//! Click ripples and keystroke labels.
//!
//! An [`EffectLayer`] is the context the engine's
//! [`EffectAnimator`](crate::animation::EffectAnimator) drives: each running
//! animation owns one [`EffectMark`], updates its progress from the draw
//! callback and removes it from the completion callback. Painting reads the
//! marks and knows nothing about animations.

use crate::coords::virtual_desktop_to_surface_local;
use crate::geometry::{Point, Rect};
use crate::paint::{Color, Frame, Outline, PaintOp};
use std::collections::BTreeMap;

pub const RIPPLE_START_RADIUS: f64 = 10.0;
pub const RIPPLE_GROWTH: f64 = 40.0;
pub const RIPPLE_WIDTH: f64 = 3.0;
pub const LABEL_SIZE: f64 = 28.0;
/// Distance of a keystroke label above the bottom edge of its display.
pub const LABEL_MARGIN: f64 = 80.0;
const LABEL_COLOR: Color = Color::rgba(1.0, 1.0, 1.0, 0.92);

/// Identifies a mark within its layer.
#[derive(Debug, Clone, Copy, PartialEq, Eq, Hash, PartialOrd, Ord)]
pub struct MarkId(u64);

#[derive(Debug, Clone, PartialEq)]
pub enum MarkKind {
    Ripple { color: Color },
    Label { text: String },
}

/// One transient on-screen effect.
#[derive(Debug, Clone, PartialEq)]
pub struct EffectMark {
    pub kind: MarkKind,
    /// Virtual-desktop position: ripple center or label anchor.
    pub position: Point,
    /// Eased animation progress in `[0, 1]`.
    pub progress: f64,
}

impl EffectMark {
    /// Largest distance from `position` the mark ever paints at.
    fn reach(&self) -> f64 {
        match &self.kind {
            MarkKind::Ripple { .. } => RIPPLE_START_RADIUS + RIPPLE_GROWTH + RIPPLE_WIDTH,
            MarkKind::Label { text } => text.chars().count() as f64 * LABEL_SIZE + LABEL_SIZE,
        }
    }
}

/// Every effect mark currently on screen.
#[derive(Debug, Default)]
pub struct EffectLayer {
    marks: BTreeMap<MarkId, EffectMark>,
    next_id: u64,
}

impl EffectLayer {
    pub fn new() -> Self {
        Self::default()
    }

    pub fn insert(&mut self, kind: MarkKind, position: Point) -> MarkId {
        let id = MarkId(self.next_id);
        self.next_id += 1;
        self.marks.insert(
            id,
            EffectMark {
                kind,
                position,
                progress: 0.0,
            },
        );
        id
    }

    pub fn set_progress(&mut self, id: MarkId, progress: f64) {
        if let Some(mark) = self.marks.get_mut(&id) {
            mark.progress = progress.clamp(0.0, 1.0);
        }
    }

    pub fn remove(&mut self, id: MarkId) -> Option<EffectMark> {
        self.marks.remove(&id)
    }

    pub fn get(&self, id: MarkId) -> Option<&EffectMark> {
        self.marks.get(&id)
    }

    pub fn len(&self) -> usize {
        self.marks.len()
    }

    pub fn is_empty(&self) -> bool {
        self.marks.is_empty()
    }

    /// Append ops for every mark that reaches into `bounds` (virtual-desktop).
    pub fn paint_into(&self, frame: &mut Frame, bounds: Rect) {
        for mark in self.marks.values() {
            if !bounds.intersects_circle(mark.position, mark.reach()) {
                continue;
            }
            let local = virtual_desktop_to_surface_local(mark.position, bounds.origin());
            frame.push(match &mark.kind {
                MarkKind::Ripple { color } => ripple_op(local, *color, mark.progress),
                MarkKind::Label { text } => label_op(local, text, mark.progress),
            });
        }
    }
}

/// Expanding ring that fades as it grows.
pub fn ripple_op(center: Point, color: Color, progress: f64) -> PaintOp {
    let p = progress.clamp(0.0, 1.0);
    PaintOp::StrokeOutline {
        outline: Outline::Circle {
            center,
            radius: RIPPLE_START_RADIUS + RIPPLE_GROWTH * p,
        },
        width: RIPPLE_WIDTH,
        color: color.scale_alpha(1.0 - p),
    }
}

/// Label alpha: quick fade in, hold, fade out over the last 30%.
pub fn label_alpha(progress: f64) -> f64 {
    let p = progress.clamp(0.0, 1.0);
    if p < 0.1 {
        p / 0.1
    } else if p > 0.7 {
        (1.0 - p) / 0.3
    } else {
        1.0
    }
}

pub fn label_op(anchor: Point, text: &str, progress: f64) -> PaintOp {
    PaintOp::Text {
        anchor,
        text: text.to_string(),
        size: LABEL_SIZE,
        color: LABEL_COLOR.scale_alpha(label_alpha(progress)),
    }
}

/// Where a keystroke label goes on a display with `bounds` (virtual-desktop).
pub fn label_anchor(bounds: Rect) -> Point {
    Point::new(bounds.center().x, bounds.y + LABEL_MARGIN)
}

#[cfg(test)]
mod tests {
    use super::*;

    #[test]
    fn test_ripple_grows_and_fades() {
        match ripple_op(Point::ORIGIN, Color::WHITE, 0.5) {
            PaintOp::StrokeOutline {
                outline: Outline::Circle { radius, .. },
                color,
                ..
            } => {
                assert_eq!(radius, 30.0);
                assert_eq!(color.a, 0.5);
            }
            other => panic!("unexpected {other:?}"),
        }
    }

    #[test]
    fn test_label_alpha_envelope() {
        assert_eq!(label_alpha(0.0), 0.0);
        assert_eq!(label_alpha(0.5), 1.0);
        assert!((label_alpha(0.85) - 0.5).abs() < 1e-9);
        assert_eq!(label_alpha(1.0), 0.0);
    }

    #[test]
    fn test_marks_painted_only_where_they_reach() {
        let mut layer = EffectLayer::new();
        let id = layer.insert(
            MarkKind::Ripple {
                color: Color::WHITE,
            },
            Point::new(1910.0, 500.0),
        );
        layer.set_progress(id, 0.25);

        let left = Rect::new(0.0, 0.0, 1920.0, 1080.0);
        let right = Rect::new(1920.0, 0.0, 1920.0, 1080.0);
        let far = Rect::new(5000.0, 0.0, 1920.0, 1080.0);

        let mut frame = Frame::new();
        layer.paint_into(&mut frame, right);
        match &frame.ops()[0] {
            PaintOp::StrokeOutline {
                outline: Outline::Circle { center, .. },
                ..
            } => assert_eq!(*center, Point::new(-10.0, 500.0)),
            other => panic!("unexpected {other:?}"),
        }

        let mut frame = Frame::new();
        layer.paint_into(&mut frame, left);
        assert_eq!(frame.len(), 1);

        let mut frame = Frame::new();
        layer.paint_into(&mut frame, far);
        assert!(frame.is_empty());

        assert!(layer.remove(id).is_some());
        assert!(layer.is_empty());
    }

    #[test]
    fn test_label_anchor_bottom_center() {
        let bounds = Rect::new(1920.0, -200.0, 1280.0, 800.0);
        assert_eq!(label_anchor(bounds), Point::new(2560.0, -120.0));
    }
}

++++++++++

**Exercise directions**
Lines with "that": return each one from the data above.

**Solution to this problem**
    /// Append ops for every mark that reaches into `bounds` (virtual-desktop).
/// Expanding ring that fades as it grows.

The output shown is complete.